The potentially beneficial effect of stem cell transplantation needs to be carefully weighed against the considerable risks of treatment-related mortality and morbidity. The European Group for Blood and Marrow Transplantation (EBMT) registry has reported transplantation-related mortality in 5% of 900 patients with autoimmune disease between 1995 and 2007, with mortality clearly improving in the years covered by the registry [14]. The treatment center and the underlying disease may also represent determinants of mortality due to SCT complications. In a recent study, 2 out of 13 patients (15%) with AL amyloidosis and autonomic neuropathy died within a 100 days after transplantation and were considered transplantation-related deaths [9]. Results from more studies are needed to document whether SCT for B cell dyscrasias associated with polyneuropathy carries a greater than average risk for complications and death.

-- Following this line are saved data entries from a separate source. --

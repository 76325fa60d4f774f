//! Command-line interface for the hppuml utility
//!
//! Provides a CLI to convert C++ header files into PlantUML class diagrams.

use anyhow::Result;
use clap::{Parser, ValueEnum};
use std::path::PathBuf;
use tracing::debug;

use hppuml::core::logging::init_logging;
use hppuml::create_plantuml_file;
use hppuml::uml::DiagramConfig;

/// hppuml - Convert C++ header files to PlantUML
#[derive(Parser, Debug)]
#[command(name = "hppuml")]
#[command(about = "A Rust utility to convert C++ header files into PlantUML class diagrams")]
#[command(version = env!("CARGO_PKG_VERSION"))]
#[command(author = env!("CARGO_PKG_AUTHORS"))]
pub struct Cli {
    /// Input header file; repeat the flag or use wildcards for several
    #[arg(short = 'i', long = "input-file", value_name = "HEADER-FILE", required = true)]
    pub input_files: Vec<String>,

    /// Output file (default: stdout)
    #[arg(short = 'o', long = "output-file", value_name = "FILE")]
    pub output_file: Option<PathBuf>,

    /// Infer dependency links from method parameter types
    #[arg(short = 'd', long = "enable-dependency")]
    pub enable_dependency: bool,

    /// Template file overriding the built-in one
    #[arg(short = 't', long = "template-file", value_name = "TEMPLATE-FILE")]
    pub template_file: Option<PathBuf>,

    /// Set log level (trace|debug|info|warn|error)
    #[arg(long, value_enum, default_value_t = LogLevel::Warn)]
    pub log_level: LogLevel,

    /// Set log format (compact|pretty|json)
    #[arg(long, value_enum, default_value_t = LogFormat::Compact)]
    pub log_format: LogFormat,
}

impl Cli {
    /// Diagram options selected by the flags
    pub fn diagram_config(&self) -> DiagramConfig {
        let config = DiagramConfig::default().with_dependency(self.enable_dependency);
        match &self.template_file {
            Some(path) => config.with_template_file(path),
            None => config,
        }
    }
}

/// Log level options
#[derive(Copy, Clone, Debug, ValueEnum, PartialEq, Eq)]
pub enum LogLevel {
    Trace,
    Debug,
    Info,
    Warn,
    Error,
}

impl LogLevel {
    pub fn as_str(&self) -> &'static str {
        match self {
            LogLevel::Trace => "trace",
            LogLevel::Debug => "debug",
            LogLevel::Info => "info",
            LogLevel::Warn => "warn",
            LogLevel::Error => "error",
        }
    }
}

/// Log format options
#[derive(Copy, Clone, Debug, ValueEnum, PartialEq, Eq)]
pub enum LogFormat {
    Compact,
    Pretty,
    Json,
}

impl LogFormat {
    pub fn as_str(&self) -> &'static str {
        match self {
            LogFormat::Compact => "compact",
            LogFormat::Pretty => "pretty",
            LogFormat::Json => "json",
        }
    }
}

/// Main CLI application
#[derive(Debug, Default)]
pub struct HppumlApp;

impl HppumlApp {
    pub fn new() -> Self {
        Self
    }

    /// Run the application with the given CLI arguments
    pub fn run(&self, cli: Cli) -> Result<()> {
        // Environment variables take precedence over flags
        let log_level_str = std::env::var("HPPUML_LOG_LEVEL")
            .ok()
            .or_else(|| std::env::var("RUST_LOG").ok())
            .unwrap_or_else(|| cli.log_level.as_str().to_string());

        let log_format_str = std::env::var("HPPUML_LOG_FORMAT")
            .ok()
            .unwrap_or_else(|| cli.log_format.as_str().to_string());

        if let Err(e) = init_logging(Some(&log_level_str), Some(&log_format_str)) {
            eprintln!("Warning: Failed to initialize logging: {}", e);
        }

        self.convert(&cli)
    }

    /// Render the input files to the output file or stdout
    pub fn convert(&self, cli: &Cli) -> Result<()> {
        debug!(
            inputs = cli.input_files.len(),
            dependency = cli.enable_dependency,
            "Converting header files"
        );
        create_plantuml_file(
            cli.input_files.as_slice(),
            cli.output_file.as_deref(),
            cli.diagram_config(),
        )?;
        Ok(())
    }
}
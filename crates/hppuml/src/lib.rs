//! hppuml - Convert C++ header files to PlantUML class diagrams
//!
//! A library for parsing C++ class, struct, union and enum declarations and
//! rendering them, with the relationships between them, as PlantUML.
//!
//! # Quick Start
//!
//! ```rust
//! use hppuml::render;
//!
//! let uml = render("class A {}; class B : public A {};").unwrap();
//! assert!(uml.contains("A <|-- B"));
//! ```
//!
//! # Advanced Usage
//!
//! For more control, drive a [`Diagram`](uml::Diagram) directly:
//!
//! ```rust
//! use hppuml::prelude::*;
//!
//! let mut diagram = Diagram::with_config(DiagramConfig::default().with_dependency(true));
//! diagram.add_from_string("class Engine {};").unwrap();
//! diagram.add_from_string("class Car { Engine* engine; void swap(Engine e); };").unwrap();
//!
//! // Sources added one at a time need an explicit rebuild
//! diagram.build_relationship_lists();
//! diagram.sort();
//!
//! assert_eq!(diagram.aggregation_list().len(), 1);
//! assert_eq!(diagram.dependency_list().len(), 1);
//! let uml = diagram.render().unwrap();
//! assert!(uml.starts_with("@startuml"));
//! ```

pub mod core;
pub mod header;
pub mod uml;

pub use core::*;

use std::fs;
use std::io::{self, Write};
use std::path::{Path, PathBuf};

use tracing::{debug, info, span, warn, Level};

use crate::uml::{Diagram, DiagramConfig};

/// Prelude module for convenient imports
pub mod prelude {
    pub use crate::core::{ContainerKind, DiagramError, Render, Scope};
    pub use crate::header::{HeaderParser, ParsedHeader, SourceKind};
    pub use crate::uml::{
        Diagram, DiagramConfig, Entity, Member, Relationship, RelationshipKind,
        TemplateRenderer,
    };
}

/// Render C++ header source text as a PlantUML diagram
///
/// Uses the built-in template with dependency links disabled.
///
/// # Example
/// ```rust
/// use hppuml::render;
///
/// let uml = render("enum Color { RED, GREEN };").unwrap();
/// assert!(uml.contains("enum Color {\n\tRED\n\tGREEN\n}\n"));
/// ```
pub fn render(source: &str) -> Result<String> {
    let mut diagram = Diagram::new();
    diagram.create_from_string(source)?;
    diagram.render()
}

/// Expand glob patterns into the list of matching files
///
/// Patterns that match nothing contribute nothing. Paths are returned
/// sorted with duplicates removed.
pub fn expand_file_list<S: AsRef<str>>(patterns: &[S]) -> Result<Vec<PathBuf>> {
    let mut files = Vec::new();
    for pattern in patterns {
        let pattern = pattern.as_ref();
        let paths = glob::glob(pattern)
            .map_err(|err| DiagramError::pattern_error(pattern, err.msg.to_string()))?;
        for entry in paths {
            files.push(entry.map_err(io::Error::from)?);
        }
    }
    files.sort();
    files.dedup();
    debug!(patterns = patterns.len(), files = files.len(), "Expanded input patterns");
    Ok(files)
}

/// Build a diagram from every file matching `patterns` and render it
pub fn render_files<S: AsRef<str>>(patterns: &[S], config: DiagramConfig) -> Result<String> {
    let files = expand_file_list(patterns)?;
    if files.is_empty() {
        warn!("No input file matched the given patterns");
    }
    let mut diagram = Diagram::with_config(config);
    diagram.create_from_file_list(&files)?;
    diagram.render()
}

/// Render the files matching `patterns` to `output`, or to stdout
pub fn create_plantuml_file<S: AsRef<str>>(
    patterns: &[S],
    output: Option<&Path>,
    config: DiagramConfig,
) -> Result<()> {
    let create_span = span!(Level::INFO, "create_plantuml_file", patterns = patterns.len());
    let _enter = create_span.enter();

    let uml = render_files(patterns, config)?;
    match output {
        Some(path) => {
            fs::write(path, &uml)?;
            info!(path = %path.display(), bytes = uml.len(), "Wrote diagram");
        }
        None => {
            let mut stdout = io::stdout().lock();
            stdout.write_all(uml.as_bytes())?;
            stdout.flush()?;
        }
    }
    Ok(())
}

The case history of patient 3 emphasizes that the natural disease course of some B cell dyscrasia-associated neuropathies is relentless, which justifies treatment strategies with a higher risk for complications.

Due to the small number of patients with B cell dyscrasia associated neuropathy who underwent SCT, we could not establish an association between efficacy of SCT and the underlying hematological disease. The case history of patient 5 confirms findings from previous studies that autologous SCT can be considered as treatment of last resort in patients with CIDP and an associated monoclonal gammopathy, even if the B cell dyscrasia by itself does not warrant such treatment. Unfortunately, clinical trials establishing whether and when autologous stem cell transplantation should be considered are probably not feasible due to the small numbers of eligible patients. Standardized criteria of efficacy and detailed descriptions of patients treated with SCT may help to clarify whether specific nerve conduction features (i.e., demyelination, axonal loss) or underlying hematological disorder may predict outcome.

In conclusion, SCT might be considered as a treatment of last resort in very severe, progressive and therapy-resistant polyneuropathies associated with B cell dyscrasias. Nevertheless, the treatment-related mortality and morbidity and the relatively high chance of a limited response at best necessitate a careful and critical weighing of risks and benefits in each individual patient, and treatment should be limited to centers that have extensive experience with SCT and very low mortality rates.